I was spending a little time on SP just now, and writing my blog...now, before bed, I'm going to go upstairs and bike. ( I usually don't work out at night, but I just feel like moving around a bit since we ate dinner late) My husband just informed me that he's going to bed. It's 9:00 and now I'm not so sure I should work out. I always go to bed with him. Well....Here goes! I AM going to bike!
Thursday, May 24, 2012
So far the plan to reward myself with a mini-goal reward is helping. I decided to make a chart and mark it with a rubber stamp on each day I eat within range for calories. I've made it 4 out of 4 days, now, and at week's end I will have earned myself a new magazine to read. I've started reading the covers of magazines on the shelf, trying to find one I will buy on next Monday when I WILL have made it a full week without going over. YAY!
What has been helping me be motivated with my exercising is the chart I made with all my options for workouts, and the days of the week. I find myself striving to mark off more than one activity each day, and have managed to walk each day this week on top of another workout, and sometimes I've done more than that. No rewards involved in this, I'm just motivated by seeing lots of marks on my chart. Instead of marking the spot with a checkmark, I fill in the square with the amt of minutes I did that activity, which also motivates me to try to beat myself in time spent each workout.
Monday, May 21, 2012
The only reasons I feel ok about not losing any weight this week, is that, first of all, I followed my chart and I know by looking at it that I did my best in getting my workouts in, which reminds me that I am doing good things for my body. Next, when I look back over my week, I had many occasions when I looked in the mirror and was satisfied with what I saw. I felt pretty this week, and I felt like I was a healthy size for my frame. I don't feel fat!

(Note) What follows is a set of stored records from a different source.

//! Client connection primitives (C5), kept transport-agnostic: the wire
//! frame taxonomy, the chunking algorithm for large payloads, and the
//! bounded per-client output queue. The actual two-task (reader/writer)
//! orchestration loop that drives these against `axum`'s `WebSocket` lives
//! in the server crate — partly grounded on `deepgram-wsh`'s generic
//! `handle_client<S: AsyncRead + AsyncWrite>` pattern of keeping transport
//! wiring separate from session logic.
//!
//! Chunking and frame taxonomy follow spec.md §4.5/§6; the bounded-queue +
//! evict-on-overflow policy and the ping/pong/select! multiplexing shape
//! are grounded on the teacher's `handle_socket_attach` and on
//! `ekzhang-sshx`'s `web.rs::handle_socket` (`loop { select! { ... } }`
//! over a broadcast stream and client input).

use serde::{Deserialize, Serialize};
use tokio::sync::mpsc;
use uuid::Uuid;

pub const DEFAULT_CLIENT_QUEUE_CAPACITY: usize = 512;
pub const CHUNK_THRESHOLD_BYTES: usize = 48 * 1024;
pub const DEFAULT_PING_INTERVAL_SECS: u64 = 30;

#[derive(Debug, Clone, Copy, PartialEq, Eq, Hash, Serialize, Deserialize)]
#[serde(transparent)]
pub struct ClientId(pub Uuid);

impl ClientId {
    pub fn new() -> Self {
        Self(Uuid::new_v4())
    }
}

impl Default for ClientId {
    fn default() -> Self {
        Self::new()
    }
}

impl std::fmt::Display for ClientId {
    fn fmt(&self, f: &mut std::fmt::Formatter<'_>) -> std::fmt::Result {
        self.0.fmt(f)
    }
}

/// Client-attached metadata: advertised size and identity, used for
/// dimension negotiation and chat attribution.
#[derive(Debug, Clone)]
pub struct ClientInfo {
    pub browser_session_id: String,
    pub username: String,
    pub cols: u16,
    pub rows: u16,
    pub debug: bool,
    pub observer: bool,
}

/// Encoding used for a chunked binary output payload.
#[derive(Debug, Clone, Copy, PartialEq, Eq, Serialize, Deserialize)]
#[serde(rename_all = "snake_case")]
pub enum ChunkEncoding {
    Identity,
    Deflate,
}

/// Text control-plane frames sent server -> client.
#[derive(Debug, Clone, Serialize, Deserialize)]
#[serde(tag = "type", rename_all = "snake_case")]
pub enum ServerFrame {
    Output { data: String },
    ChunkStart { total_size: usize, chunk_count: usize, encoding: ChunkEncoding },
    ChunkEnd,
    /// Session metadata, sent on attach and whenever it changes (dimension
    /// negotiation, recording toggled off on write failure). Distinct from
    /// `Exit`, which reports a child-process run-state transition.
    Status {
        session: SessionStatusInfo,
        ports: StatusPorts,
        features: StatusFeatures,
    },
    Chat { username: String, message: String, at: i64 },
    ChatHistory { messages: Vec<ChatMessage> },
    Ping,
    Exit { exit_code: Option<u32> },
    FileUploaded { filename: String, error: Option<String> },
    ClaudeSessionId { session_id: String },
    PermissionRequest { request_id: String, summary: String },
    PermissionResponse { request_id: String, approved: bool },
}

/// `status.session` — current session metadata, as opposed to transport
/// or process state.
#[derive(Debug, Clone, Serialize, Deserialize)]
#[serde(rename_all = "camelCase")]
pub struct SessionStatusInfo {
    pub uuid: Uuid,
    pub name: Option<String>,
    pub assistant: Option<String>,
    pub cols: u16,
    pub rows: u16,
    /// Whether this session currently has an active recorder (distinct
    /// from `features.recording_enabled`, the process-wide capability
    /// flag: a session's own recorder can be disabled mid-session on a
    /// write failure even while the feature stays enabled).
    pub recording: bool,
}

/// `status.ports` — `preview` is this session's allocated preview-proxy
/// port (base + per-session offset, spec.md §3 `previewPort`).
/// `agent_chat` has no implementation in this build (no separate
/// agent-chat service exists here); always `null`.
#[derive(Debug, Clone, Serialize, Deserialize)]
#[serde(rename_all = "camelCase")]
pub struct StatusPorts {
    pub preview: u16,
    pub agent_chat: Option<u16>,
}

/// `status.features` — process-wide capability flags, the same for every
/// session in this server instance.
#[derive(Debug, Clone, Serialize, Deserialize)]
#[serde(rename_all = "camelCase")]
pub struct StatusFeatures {
    pub recording_enabled: bool,
    pub preview_proxy_enabled: bool,
}

#[derive(Debug, Clone, Serialize, Deserialize)]
pub struct ChatMessage {
    pub username: String,
    pub message: String,
    pub at: i64,
}

/// Text control-plane frames received client -> server.
#[derive(Debug, Clone, Serialize, Deserialize)]
#[serde(tag = "type", rename_all = "snake_case")]
pub enum ClientFrame {
    Input { data: String },
    Resize { cols: u16, rows: u16 },
    Pong,
    Chat { message: String },
    PermissionResponse { request_id: String, approved: bool },
}

/// An outbound unit of work for a client's writer task: either a control
/// frame (sent as WS text, JSON-encoded) or a binary output chunk.
#[derive(Debug, Clone)]
pub enum OutboundMessage {
    Text(String),
    Binary(Vec<u8>),
}

/// Split an output payload into chunk frames when it exceeds
/// `CHUNK_THRESHOLD_BYTES`. Below the threshold, returns a single `Output`
/// text frame (steady-state path). Above it (mandatory for the initial
/// ring replay), returns a `ChunkStart` text frame, then one `Binary`
/// message per chunk, then a `ChunkEnd` text frame.
pub fn chunk_output(payload: &[u8], encoding: ChunkEncoding) -> Vec<OutboundMessage> {
    if payload.len() <= CHUNK_THRESHOLD_BYTES {
        use base64::Engine;
        return vec![OutboundMessage::Text(
            serde_json::to_string(&ServerFrame::Output {
                data: base64::engine::general_purpose::STANDARD.encode(payload),
            })
            .expect("ServerFrame serializes"),
        )];
    }

    let encoded = match encoding {
        ChunkEncoding::Identity => payload.to_vec(),
        ChunkEncoding::Deflate => deflate(payload),
    };

    let chunks: Vec<&[u8]> = encoded.chunks(CHUNK_THRESHOLD_BYTES).collect();
    let mut messages = Vec::with_capacity(chunks.len() + 2);
    messages.push(OutboundMessage::Text(
        serde_json::to_string(&ServerFrame::ChunkStart {
            total_size: encoded.len(),
            chunk_count: chunks.len(),
            encoding,
        })
        .expect("ServerFrame serializes"),
    ));
    for chunk in chunks {
        messages.push(OutboundMessage::Binary(chunk.to_vec()));
    }
    messages.push(OutboundMessage::Text(
        serde_json::to_string(&ServerFrame::ChunkEnd).expect("ServerFrame serializes"),
    ));
    messages
}

fn deflate(data: &[u8]) -> Vec<u8> {
    use flate2::write::DeflateEncoder;
    use flate2::Compression;
    use std::io::Write;

    let mut encoder = DeflateEncoder::new(Vec::new(), Compression::default());
    encoder.write_all(data).expect("in-memory deflate write");
    encoder.finish().expect("in-memory deflate finish")
}

/// Producer-side handle into a client's bounded output queue. The session
/// holds this; it is the sole producer. `try_send` never blocks — overflow
/// means the client is evicted, never that the producer stalls.
#[derive(Clone)]
pub struct ClientHandle {
    pub id: ClientId,
    sender: mpsc::Sender<OutboundMessage>,
}

/// Outcome of enqueuing onto a client: either the message was accepted, or
/// the client's queue is full/closed and it must be evicted.
#[derive(Debug, PartialEq, Eq)]
pub enum EnqueueOutcome {
    Sent,
    Evict,
}

impl ClientHandle {
    pub fn new(id: ClientId, capacity: usize) -> (Self, mpsc::Receiver<OutboundMessage>) {
        let (tx, rx) = mpsc::channel(capacity);
        (Self { id, sender: tx }, rx)
    }

    pub fn enqueue(&self, message: OutboundMessage) -> EnqueueOutcome {
        match self.sender.try_send(message) {
            Ok(()) => EnqueueOutcome::Sent,
            Err(_) => EnqueueOutcome::Evict,
        }
    }
}

#[cfg(test)]
mod tests {
    use super::*;

    #[test]
    fn small_payload_is_single_output_frame() {
        let msgs = chunk_output(b"hello", ChunkEncoding::Identity);
        assert_eq!(msgs.len(), 1);
        matches!(msgs[0], OutboundMessage::Text(_));
    }

    #[test]
    fn large_payload_is_chunked_with_start_and_end() {
        let payload = vec![b'x'; CHUNK_THRESHOLD_BYTES * 3 + 10];
        let msgs = chunk_output(&payload, ChunkEncoding::Identity);
        assert!(matches!(msgs.first(), Some(OutboundMessage::Text(_))));
        assert!(matches!(msgs.last(), Some(OutboundMessage::Text(_))));
        let binary_count = msgs
            .iter()
            .filter(|m| matches!(m, OutboundMessage::Binary(_)))
            .count();
        assert!(binary_count >= 3);
    }

    #[test]
    fn overflow_enqueue_is_reported_as_evict() {
        let (handle, mut rx) = ClientHandle::new(ClientId::new(), 1);
        assert_eq!(handle.enqueue(OutboundMessage::Text("a".into())), EnqueueOutcome::Sent);
        assert_eq!(handle.enqueue(OutboundMessage::Text("b".into())), EnqueueOutcome::Evict);
        rx.close();
    }

    #[test]
    fn deflate_round_trips() {
        let data = b"aaaaaaaaaaaaaaaaaaaaaaaaaaaaaaaaaaaaaaaaaaaaaaaabbbbbbbbbbbbbbbbbbbb";
        let compressed = deflate(data);
        let mut decoder = flate2::read::DeflateDecoder::new(&compressed[..]);
        use std::io::Read;
        let mut out = Vec::new();
        decoder.read_to_end(&mut out).unwrap();
        assert_eq!(out, data);
    }
}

It also helped this week, that I got a compliment from my former boss, who often is critical of overweight people,( which only feeds my fear of rejection if I weigh even a little too much.) In that way, she is not good for me to be around, but she's 90 and lonely, so I get together with her once and a while to have lunch and walk around the mall.
I didn't do my best in avoiding sweets this week, but I'm not going on a guilt trip about it. I had 4 days that I went over my calorie limit, but stayed well under on the other 3. I feel like a mini reward for each day that I stay within goal might get me back on track. Any ideas on a good mini reward that I could either award myself each day preferably? or even for making it a whole week I could collect my award at the end of a week. I have become very consistent at weighing only once a week by awarding myself $5 for every time I wait a week. I had been obsessed with the scale. I still am tempted to use it again after Monday, but the $ keeps me motivated.
Hope you all have a great day and a successful, healthy week!